Всё же, как известно из опыта поэмы «Мёртвые души», автор зачастую передоверяет своим героям собственные душевные «гадости»: «Эти ничтожные люди, однако ж, ничуть не портреты с ничтожных людей; напротив, в них собраны черты от тех, которые считают себя лучшими других, разумеется, только в разжалованном виде из генералов в солдаты. Тут, кроме моих собственных, есть даже черты многих моих приятелей, есть и твои» (6, 79), — писал Гоголь.
«Гоголевский тип» как гносеологическую категорию применял и Чехов. Вспомним любопытный пример шаблонизации сознания литературными цитатами в «Цветах запоздалых»: «Егорушка прыснул в кулак. Ему показалось, что голова старухи похожа на маленькую переспелую дыню, хвостиком вверх <...> Он не любил старух, как большая собака не любит кошек, и приходил чисто в собачий восторг, когда видел голову, похожую на дыньку» (1, 411—412). Очевидно, что Чеховым здесь используется аллюзия из «Повести о том, как поссорился Иван Иванович с Иваном Никифоровичем» Гоголя: «Иван Иванович худощав и высокого роста; Иван Никифорович немного ниже, но зато распространяется в толщину. Голова у Ивана Ивановича похожа на редьку хвостом вниз; голова Ивана Никифоровича на редьку хвостом вверх» (2, 359). Замечательно, но и сам Чехов пользовался подобными литературными шаблонами, когда говорил о круглом невежестве, низком уровне рассуждающей способности у кого-либо, о нехватки общей культуры и т. д. Так, совершая в 1887 году путешествие к себе на родину — в провинциальный Таганрог — Чехов в письмах посмеивается над местными жителями: «Я в Таганроге <...> Впечатления Геркуланума и Помпеи: людей нет, а вместо мумий — сонные дришпаки и головы дынькой» (П., 2, 57). Или в другом случае, читая характеристику Е.М. Линтварёвой, мы снова встречаем аллюзии из гоголевского мира: «Это не голова дынькой, не немка и не отставная титулярная советница» (П., 2, 319).

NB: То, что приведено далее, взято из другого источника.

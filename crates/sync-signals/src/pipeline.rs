//! Variant dispatch.

use crate::{StructureSignal, TrendSignal};
use sync_core::{
    traits::SignalGenerator,
    types::{Candle, SignalResult, SignalVariant},
};
use tracing::trace;

/// Holds one generator per [`SignalVariant`] and routes each call to the
/// requested one.
pub struct SignalPipeline {
    standard: Box<dyn SignalGenerator>,
    smart_money: Box<dyn SignalGenerator>,
}

impl SignalPipeline {
    pub fn new(standard: Box<dyn SignalGenerator>, smart_money: Box<dyn SignalGenerator>) -> Self {
        Self {
            standard,
            smart_money,
        }
    }

    /// Generator backing `variant`.
    pub fn generator(&self, variant: SignalVariant) -> &dyn SignalGenerator {
        match variant {
            SignalVariant::Standard => self.standard.as_ref(),
            SignalVariant::SmartMoney => self.smart_money.as_ref(),
        }
    }

    /// Run the `variant` generator over `candles`.
    pub fn generate(&self, variant: SignalVariant, candles: &[Candle]) -> SignalResult {
        let generator = self.generator(variant);
        let result = generator.generate(candles);
        trace!(
            generator = generator.name(),
            candles = candles.len(),
            signal = %result,
            "Signal generated"
        );
        result
    }
}

impl Default for SignalPipeline {
    fn default() -> Self {
        Self::new(
            Box::new(TrendSignal::default()),
            Box::new(StructureSignal::default()),
        )
    }
}

#[cfg(test)]
mod tests {
    use super::*;

    #[test]
    fn test_dispatch_by_variant() {
        let pipeline = SignalPipeline::default();
        assert_eq!(pipeline.generator(SignalVariant::Standard).name(), "Trend");
        assert_eq!(pipeline.generator(SignalVariant::SmartMoney).name(), "Structure");
    }

    #[test]
    fn test_empty_input_is_neutral() {
        let pipeline = SignalPipeline::default();
        for variant in [SignalVariant::Standard, SignalVariant::SmartMoney] {
            assert_eq!(pipeline.generate(variant, &[]), SignalResult::neutral());
        }
    }
}
//! Logging setup.

use std::path::{Path, PathBuf};
use tracing_appender::non_blocking::WorkerGuard;
use tracing_subscriber::{fmt, prelude::*, EnvFilter};

/// Setup logging with the given level.
///
/// `RUST_LOG` overrides `level`. With `file`, events are also written to that
/// file without ANSI colors; keep the returned guard alive until exit so the
/// writer flushes.
pub fn setup_logging(level: &str, json: bool, file: Option<&str>) -> Option<WorkerGuard> {
    let filter = EnvFilter::try_from_default_env().unwrap_or_else(|_| EnvFilter::new(level));

    let (file_layer, guard) = match file {
        Some(path) => {
            let (dir, name) = log_file_parts(Path::new(path));
            let appender = tracing_appender::rolling::never(dir, name);
            let (writer, guard) = tracing_appender::non_blocking(appender);
            (
                Some(fmt::layer().with_ansi(false).with_writer(writer)),
                Some(guard),
            )
        }
        None => (None, None),
    };

    if json {
        tracing_subscriber::registry()
            .with(file_layer)
            .with(filter)
            .with(fmt::layer().json())
            .init();
    } else {
        tracing_subscriber::registry()
            .with(file_layer)
            .with(filter)
            .with(fmt::layer().pretty())
            .init();
    }

    guard
}

/// Split a log path into directory and file name. A bare name lands in the
/// working directory.
fn log_file_parts(path: &Path) -> (PathBuf, String) {
    let dir = path
        .parent()
        .filter(|p| !p.as_os_str().is_empty())
        .map(Path::to_path_buf)
        .unwrap_or_else(|| PathBuf::from("."));
    let name = path
        .file_name()
        .map(|n| n.to_string_lossy().into_owned())
        .unwrap_or_else(|| "candle-sync.log".to_string());
    (dir, name)
}

#[cfg(test)]
mod tests {
    use super::*;

    #[test]
    fn test_log_file_parts() {
        let (dir, name) = log_file_parts(Path::new("logs/sync.log"));
        assert_eq!(dir, PathBuf::from("logs"));
        assert_eq!(name, "sync.log");

        let (dir, name) = log_file_parts(Path::new("sync.log"));
        assert_eq!(dir, PathBuf::from("."));
        assert_eq!(name, "sync.log");
    }
}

В использовании таких оценочных категорий проявлялся культуртрегерский подход Чехова к изображению провинциальной жизни, которая значительно отставала в 80-е годы от столицы. Своей бытовой устойчивостью провинция напоминала писателю мир малороссийской глубинки из повестей Гоголя: «Город — нечто вроде гоголевского Миргорода; есть парикмахерская и часовой мастер, стало быть, можно рассчитывать, что лет через 1000 в Славянске будет и телефон. (П., 2, 81). Мы можем увидеть в этих суждениях основы мировоззрения Чехова, высоко ценившего достижения цивилизации, особенно в преображении бытовой культуры людей. Глубокая вера Чехова в благотворное действие прогресса, в его нравственное значение («в электричестве и паре любви к человеку больше, чем в целомудрии и воздержании от мяса» (П., 5, 283—284)) определяла содержание малороссийского и вообще провинциального топоса в произведениях писателя зрелого периода — «Учитель словесности», «Дама с собачкой», «Невеста» и многих других.
Примечания
1. Манн Ю.В. Философия и поэтика «натуральной школы». — С. 251.
2. Катаев В.Б. Литературные связи Чехова. — С. 43.
3. Тынянов Ю.Н. Поэтика. История литературы. Кино. — М.: Наука, 1977. — С. 310—312.
4. Чехова М.П. Гоголь в нашей семье (Из воспоминаний). — С. 3.
5. Цилевич Л.М. Сюжет чеховского рассказа. — С. 67.
6. Чудаков А.П. Мир Чехова. Возникновение и утверждение. — М.: Советский писатель, 1986. — С. 299.